>>>
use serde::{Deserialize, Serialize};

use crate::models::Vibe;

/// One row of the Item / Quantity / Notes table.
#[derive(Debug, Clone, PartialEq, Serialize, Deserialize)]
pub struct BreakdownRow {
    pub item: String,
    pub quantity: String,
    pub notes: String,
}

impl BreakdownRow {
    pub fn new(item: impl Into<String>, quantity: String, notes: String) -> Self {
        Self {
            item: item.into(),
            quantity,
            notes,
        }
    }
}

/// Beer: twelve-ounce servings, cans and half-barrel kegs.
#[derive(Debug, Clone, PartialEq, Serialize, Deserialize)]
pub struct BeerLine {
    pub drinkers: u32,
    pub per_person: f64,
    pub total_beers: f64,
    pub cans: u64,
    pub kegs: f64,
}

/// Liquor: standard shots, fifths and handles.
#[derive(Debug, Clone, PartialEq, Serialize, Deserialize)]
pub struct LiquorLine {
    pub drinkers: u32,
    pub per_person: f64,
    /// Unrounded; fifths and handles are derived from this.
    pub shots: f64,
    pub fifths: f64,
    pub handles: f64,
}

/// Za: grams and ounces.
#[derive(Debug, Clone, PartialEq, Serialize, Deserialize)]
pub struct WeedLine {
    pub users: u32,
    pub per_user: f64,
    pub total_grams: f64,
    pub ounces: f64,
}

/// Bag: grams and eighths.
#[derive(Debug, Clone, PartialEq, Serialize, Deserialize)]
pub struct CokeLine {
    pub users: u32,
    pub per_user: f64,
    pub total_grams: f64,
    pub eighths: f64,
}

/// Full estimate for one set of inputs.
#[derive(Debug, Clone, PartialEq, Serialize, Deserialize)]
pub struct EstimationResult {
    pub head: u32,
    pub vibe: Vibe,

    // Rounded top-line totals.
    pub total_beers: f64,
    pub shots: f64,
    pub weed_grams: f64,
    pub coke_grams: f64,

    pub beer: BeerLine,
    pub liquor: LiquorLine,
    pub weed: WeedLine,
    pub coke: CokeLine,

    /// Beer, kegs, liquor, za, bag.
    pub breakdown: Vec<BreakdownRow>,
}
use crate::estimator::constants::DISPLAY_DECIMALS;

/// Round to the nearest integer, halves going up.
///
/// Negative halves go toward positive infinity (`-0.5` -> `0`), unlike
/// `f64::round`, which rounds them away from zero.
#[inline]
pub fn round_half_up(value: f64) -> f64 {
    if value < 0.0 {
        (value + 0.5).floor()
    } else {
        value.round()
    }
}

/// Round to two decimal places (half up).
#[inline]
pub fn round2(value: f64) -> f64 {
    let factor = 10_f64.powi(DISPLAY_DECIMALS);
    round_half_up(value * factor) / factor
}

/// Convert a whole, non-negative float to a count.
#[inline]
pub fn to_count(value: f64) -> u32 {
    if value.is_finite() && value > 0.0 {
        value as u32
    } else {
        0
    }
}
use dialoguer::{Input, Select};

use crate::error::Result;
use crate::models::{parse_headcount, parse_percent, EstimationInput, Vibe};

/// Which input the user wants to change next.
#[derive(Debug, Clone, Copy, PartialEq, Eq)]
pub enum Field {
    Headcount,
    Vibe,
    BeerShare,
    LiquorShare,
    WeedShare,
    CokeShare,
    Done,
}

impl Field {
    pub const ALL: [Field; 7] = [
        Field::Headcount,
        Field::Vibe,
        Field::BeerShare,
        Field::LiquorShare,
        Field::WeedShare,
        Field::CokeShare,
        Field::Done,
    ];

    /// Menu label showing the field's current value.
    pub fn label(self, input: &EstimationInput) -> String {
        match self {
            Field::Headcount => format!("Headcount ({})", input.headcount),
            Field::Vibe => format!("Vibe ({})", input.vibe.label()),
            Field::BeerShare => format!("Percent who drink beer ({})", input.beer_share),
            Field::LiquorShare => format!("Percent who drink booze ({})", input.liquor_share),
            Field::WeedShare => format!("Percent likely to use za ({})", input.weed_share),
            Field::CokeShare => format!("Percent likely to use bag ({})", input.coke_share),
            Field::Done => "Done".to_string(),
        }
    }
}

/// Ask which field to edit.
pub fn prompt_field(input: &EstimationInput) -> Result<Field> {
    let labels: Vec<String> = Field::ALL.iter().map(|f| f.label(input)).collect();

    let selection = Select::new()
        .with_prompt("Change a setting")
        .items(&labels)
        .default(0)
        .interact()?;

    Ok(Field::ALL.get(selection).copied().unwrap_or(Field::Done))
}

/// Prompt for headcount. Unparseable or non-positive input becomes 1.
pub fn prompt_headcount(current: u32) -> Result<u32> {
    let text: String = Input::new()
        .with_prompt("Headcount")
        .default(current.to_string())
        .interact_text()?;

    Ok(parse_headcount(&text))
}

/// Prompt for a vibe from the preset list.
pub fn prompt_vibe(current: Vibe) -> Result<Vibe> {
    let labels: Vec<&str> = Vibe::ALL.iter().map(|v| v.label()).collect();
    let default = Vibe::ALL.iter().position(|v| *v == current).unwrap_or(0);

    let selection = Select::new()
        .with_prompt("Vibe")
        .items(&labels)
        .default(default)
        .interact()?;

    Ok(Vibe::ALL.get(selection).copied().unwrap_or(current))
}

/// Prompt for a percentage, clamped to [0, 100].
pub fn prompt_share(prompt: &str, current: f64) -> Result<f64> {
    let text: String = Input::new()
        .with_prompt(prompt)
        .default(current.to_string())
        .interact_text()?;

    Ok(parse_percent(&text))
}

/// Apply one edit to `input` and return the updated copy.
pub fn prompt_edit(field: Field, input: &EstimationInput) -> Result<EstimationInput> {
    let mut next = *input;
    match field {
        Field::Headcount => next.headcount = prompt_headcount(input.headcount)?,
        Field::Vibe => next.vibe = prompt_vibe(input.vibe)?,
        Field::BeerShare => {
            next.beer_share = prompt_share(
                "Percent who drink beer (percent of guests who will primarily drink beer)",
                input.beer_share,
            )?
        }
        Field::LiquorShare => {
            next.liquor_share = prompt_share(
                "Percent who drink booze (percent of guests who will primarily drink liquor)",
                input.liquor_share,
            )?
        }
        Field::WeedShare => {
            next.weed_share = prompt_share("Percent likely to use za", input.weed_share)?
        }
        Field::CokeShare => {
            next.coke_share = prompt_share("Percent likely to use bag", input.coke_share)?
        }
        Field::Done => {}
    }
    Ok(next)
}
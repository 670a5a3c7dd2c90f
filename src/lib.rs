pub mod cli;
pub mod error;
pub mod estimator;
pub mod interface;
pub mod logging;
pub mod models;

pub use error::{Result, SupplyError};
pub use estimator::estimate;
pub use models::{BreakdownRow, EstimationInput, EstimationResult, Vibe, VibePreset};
<<<
>>>
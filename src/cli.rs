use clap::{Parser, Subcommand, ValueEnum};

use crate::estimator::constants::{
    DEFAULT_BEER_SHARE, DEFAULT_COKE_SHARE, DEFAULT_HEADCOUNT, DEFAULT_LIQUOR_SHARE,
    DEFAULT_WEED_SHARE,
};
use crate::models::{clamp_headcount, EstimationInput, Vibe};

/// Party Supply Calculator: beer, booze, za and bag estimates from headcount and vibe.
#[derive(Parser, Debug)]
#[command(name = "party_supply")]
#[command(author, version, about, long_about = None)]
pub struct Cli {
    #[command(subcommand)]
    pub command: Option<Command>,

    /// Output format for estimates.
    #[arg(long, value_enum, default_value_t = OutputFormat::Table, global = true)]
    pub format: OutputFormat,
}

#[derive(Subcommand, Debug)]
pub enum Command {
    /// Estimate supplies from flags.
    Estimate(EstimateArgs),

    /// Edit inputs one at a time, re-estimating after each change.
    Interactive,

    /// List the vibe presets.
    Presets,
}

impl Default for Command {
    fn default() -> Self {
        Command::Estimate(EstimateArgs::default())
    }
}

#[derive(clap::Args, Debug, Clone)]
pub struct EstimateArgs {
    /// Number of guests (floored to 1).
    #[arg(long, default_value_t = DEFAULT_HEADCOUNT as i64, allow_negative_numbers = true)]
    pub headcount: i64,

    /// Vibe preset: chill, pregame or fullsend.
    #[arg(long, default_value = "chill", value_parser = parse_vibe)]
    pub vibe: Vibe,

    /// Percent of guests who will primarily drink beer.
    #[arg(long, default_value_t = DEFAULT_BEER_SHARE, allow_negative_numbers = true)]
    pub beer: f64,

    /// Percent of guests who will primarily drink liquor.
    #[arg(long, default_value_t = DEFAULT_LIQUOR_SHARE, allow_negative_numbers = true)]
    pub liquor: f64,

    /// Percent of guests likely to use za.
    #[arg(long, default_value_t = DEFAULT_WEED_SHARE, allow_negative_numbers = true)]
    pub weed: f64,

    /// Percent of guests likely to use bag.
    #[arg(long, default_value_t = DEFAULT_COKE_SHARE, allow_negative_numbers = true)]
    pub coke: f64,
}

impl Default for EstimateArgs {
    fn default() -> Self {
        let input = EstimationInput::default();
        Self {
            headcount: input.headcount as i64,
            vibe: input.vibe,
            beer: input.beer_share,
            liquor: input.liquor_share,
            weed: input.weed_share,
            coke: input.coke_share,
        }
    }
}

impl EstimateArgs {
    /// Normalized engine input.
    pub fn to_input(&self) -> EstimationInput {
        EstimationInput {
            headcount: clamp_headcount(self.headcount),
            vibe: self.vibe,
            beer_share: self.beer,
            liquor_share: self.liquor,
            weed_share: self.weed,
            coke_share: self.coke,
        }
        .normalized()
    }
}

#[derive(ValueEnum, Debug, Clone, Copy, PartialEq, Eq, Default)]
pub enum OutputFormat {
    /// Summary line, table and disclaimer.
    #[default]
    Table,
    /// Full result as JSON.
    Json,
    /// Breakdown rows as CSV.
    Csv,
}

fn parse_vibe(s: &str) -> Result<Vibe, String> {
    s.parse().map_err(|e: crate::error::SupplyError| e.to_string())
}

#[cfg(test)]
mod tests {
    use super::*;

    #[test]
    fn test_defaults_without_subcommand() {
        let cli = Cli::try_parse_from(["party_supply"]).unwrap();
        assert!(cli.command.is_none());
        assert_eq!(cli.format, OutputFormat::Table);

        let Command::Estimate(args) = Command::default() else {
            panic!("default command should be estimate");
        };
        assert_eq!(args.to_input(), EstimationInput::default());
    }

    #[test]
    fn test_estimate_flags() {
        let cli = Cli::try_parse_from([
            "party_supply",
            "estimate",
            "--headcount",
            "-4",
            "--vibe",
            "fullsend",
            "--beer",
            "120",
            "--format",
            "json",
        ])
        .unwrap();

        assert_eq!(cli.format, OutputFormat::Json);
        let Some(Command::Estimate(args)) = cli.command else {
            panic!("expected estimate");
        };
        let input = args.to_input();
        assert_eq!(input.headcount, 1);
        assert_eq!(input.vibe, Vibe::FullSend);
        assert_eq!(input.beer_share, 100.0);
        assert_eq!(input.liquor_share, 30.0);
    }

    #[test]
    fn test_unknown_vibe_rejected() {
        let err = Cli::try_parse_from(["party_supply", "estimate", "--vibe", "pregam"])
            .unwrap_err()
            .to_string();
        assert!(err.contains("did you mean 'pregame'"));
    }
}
<<<
Look at the records above. Copy every line where the string "models" occurs.

use crate::models::Vibe;
use crate::models::{parse_headcount, parse_percent, EstimationInput, Vibe};
pub mod models;
pub use models::{BreakdownRow, EstimationInput, EstimationResult, Vibe, VibePreset};
use crate::models::{clamp_headcount, EstimationInput, Vibe};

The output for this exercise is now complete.